Mud Line WalleyesBy Jason Mitchell - August 1, 2011
In order to capitalize on wind, an angler has to fish by the seat of their pants and hit spots as opportunity creates them. On the Missouri River reservoirs in particular, anglers have long touted the importance of fishing mud lines, which were essentially columns of muddy turned up water that protruded from points and high banks. The sediment suspended by wave action often forms a temporary umbrella that spikes walleye activity. Like anything else, too much wind, too much sediment, too dirty of water can hamper the bite but typically on most bodies of water, some wind, some stain creates windows of opportunity. When looking for stained water or mud lines, you can essentially see the different colored water, you can see the muddy water protruding from the shore and you can also see where the mud line stops and the water turns green or blue.
The location of position of fish will often change as the mud line develops and lingers. Often, during the beginning stages of the mud line forming, we often find fish right in the thick of it but as time passes and the mud line gets larger and extends from the shore, we often find fish relating to the edges of the stained water. Ironically, there are times when the walleye bite happening around mud lines seem to taper off after an extended period of time. I have often felt like the bite slowed down as the debris on the top of the water column extended from the shoreline and began to settle. Mud lines definitely have a life span and the flurry typically doesn't last forever.
Some mud lines are larger than others and are obviously dependent on wind velocity, wave height and type of structure. Some shorelines for example might have a long veil that extends out to a certain depth and this veil of stained water might proceed for miles. In this situation, trolling might be really effective for covering the water necessary to contact fish. Often however, we find mud lines isolated and spot on the spot. A single point with a single mud line for example and we do really well by casting as we can focus on specific features.
In this stained, typically shallow water, we often cast either crank baits or jigs and both presentations really shine at times. For hitting spots fast and jumping several points that have wind blowing in on them, nothing is better than just pulling up to the point and cracking crank baits across the point by casting if you just want to see if there are any fish home. We often start or find fish by casting crank baits. One of my favorite tactics however once I devote myself to a spot and I know there are fish present is to cast a Northland Tackle Whistler Jig. I typically tip the jig with either a leech, minnow or half crawler and sometimes use a soft plastic tail like a Trigger X. I error on the heavier sizes and just either slowly reel them back to the boat or pump them like an underwater yoyo. I believe the prop really helps catch more fish in these situations.

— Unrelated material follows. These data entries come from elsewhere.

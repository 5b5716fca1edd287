//! # Status Management
//!
//! Projects the outcome of a sync onto the `Ready` and `Error` conditions.
//!
//! The computed status is compared with the stored one and only written when
//! it differs, so a converged `Puller` produces no status churn.

use crate::constants::{
    CONDITION_TYPE_ERROR, CONDITION_TYPE_READY, MESSAGE_ERROR, MESSAGE_NO_ERROR, MESSAGE_READY,
    REASON_ERROR, REASON_ERROR_SEEN, REASON_NO_ERROR, REASON_READY,
};
use crate::controller::retry::{retry_on_conflict, RetryPolicy};
use crate::crd::{ConditionStatus, Puller, PullerStatus};
use crate::store::{ClusterStore, StoreError};
use kube::ResourceExt;
use tracing::debug;

/// Status after a sync, derived from the current one
///
/// `error` is the rendered failure of the sync, if any.
pub fn compute_status(current: Option<&PullerStatus>, error: Option<&str>) -> PullerStatus {
    let mut status = current.cloned().unwrap_or_default();
    match error {
        None => {
            status.set_condition(
                CONDITION_TYPE_READY,
                ConditionStatus::True,
                REASON_READY,
                MESSAGE_READY,
            );
            status.set_condition(
                CONDITION_TYPE_ERROR,
                ConditionStatus::False,
                REASON_NO_ERROR,
                MESSAGE_NO_ERROR,
            );
        }
        Some(message) => {
            status.set_condition(
                CONDITION_TYPE_READY,
                ConditionStatus::Unknown,
                REASON_ERROR,
                MESSAGE_ERROR,
            );
            status.set_condition(
                CONDITION_TYPE_ERROR,
                ConditionStatus::True,
                REASON_ERROR_SEEN,
                message,
            );
        }
    }
    status
}

/// Write `status` unless the stored object already carries it
///
/// A conflict means someone else wrote the object; the latest copy is fetched
/// and the same status applied to it. Returns whether a write happened.
pub async fn update_status_if_needed(
    store: &dyn ClusterStore,
    policy: RetryPolicy,
    puller: &Puller,
    status: &PullerStatus,
) -> Result<bool, StoreError> {
    if puller.status.as_ref() == Some(status) {
        debug!(puller = %puller.name_any(), "Skipping status update - conditions unchanged");
        return Ok(false);
    }

    let name = puller.name_any();
    let mut candidate = Some(puller.clone());
    retry_on_conflict(policy, || {
        let first = candidate.take();
        let name = name.as_str();
        async move {
            let mut target = match first {
                Some(copy) => copy,
                None => match store.get_puller(name).await? {
                    Some(latest) => latest,
                    None => return Ok(false),
                },
            };
            if target.status.as_ref() == Some(status) {
                return Ok(false);
            }
            target.status = Some(status.clone());
            store.replace_puller_status(&target).await?;
            Ok(true)
        }
    })
    .await
}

Few things are more dreaded amongst walleye anglers than flat calm conditions with no wind. Flat water that has good visibility is a tough situation. Obviously we can't control the weather but there are a few ways to catch fish in these tough conditions. Often even on flat calm days, there will be windows of opportunity where there will be just a slight ripple on patches of the lake. This can sometimes create a window where you can pull a few fish. If I can see just a slight ripple, I will make an effort to either point the boat towards it or cast towards it. A little bit of ripple when the lake is glass can really create a better opportunity.
Another really good tactic is to look for still stained water from wind or wave action that happened on days prior. "Fishing yesterday's wind" can be an extremely productive tactic for finding stained water that still holds some sediment particles. Places where dangerous waves crashed up onto shorelines or across flats just a day
Boat wakes can also cloud up the water as well when large wakes roll up across shorelines or move weeds. Many weeds will have a thin film of sediment on the leaves, particularly cabbage. If there is enough movement, the sediment will cloud up the water. On flats days where the water really clears up, anglers can sometimes find some stained water near areas where there is heavy boat use. Ski boats and recreational boats might not be popular with anglers but that wake slopping on a point or weed bed all day can save your tail when things get tough. I don't think fish are spooking from the traffic and get use to the commotion like all of the other animals on the lake. Stained water created by boat wakes can create some surprisingly productive opportunities often in really shallow water.
Another potential savior for tough flat conditions are carp. A very productive tactic that has worked for me on many lakes with clear water is to basically look for roaming schools of carp and fish behind the carp. Typically, you can see these schools of rough fish rolling through spots and they typically stir up the bottom and leave some stained water behind as they forage along. I have often found walleyes just steps behind these roaming carp. Whenever you have shallow water walleye patterns that are dependent of wind, roaming carp can keep some of these patterns alive after the wind dies down.
Many clear natural lakes and reservoirs depend on wind or wave action to really activate the walleye bite. Taking advantage of wind often merely requires the mindset of an opportunist. When the wind stops however, there are situations that can enable you to pick off additional fish during some of the toughest conditions. Recognizing and adjusting to opportunities that dirty or cloud up water can create great fishing.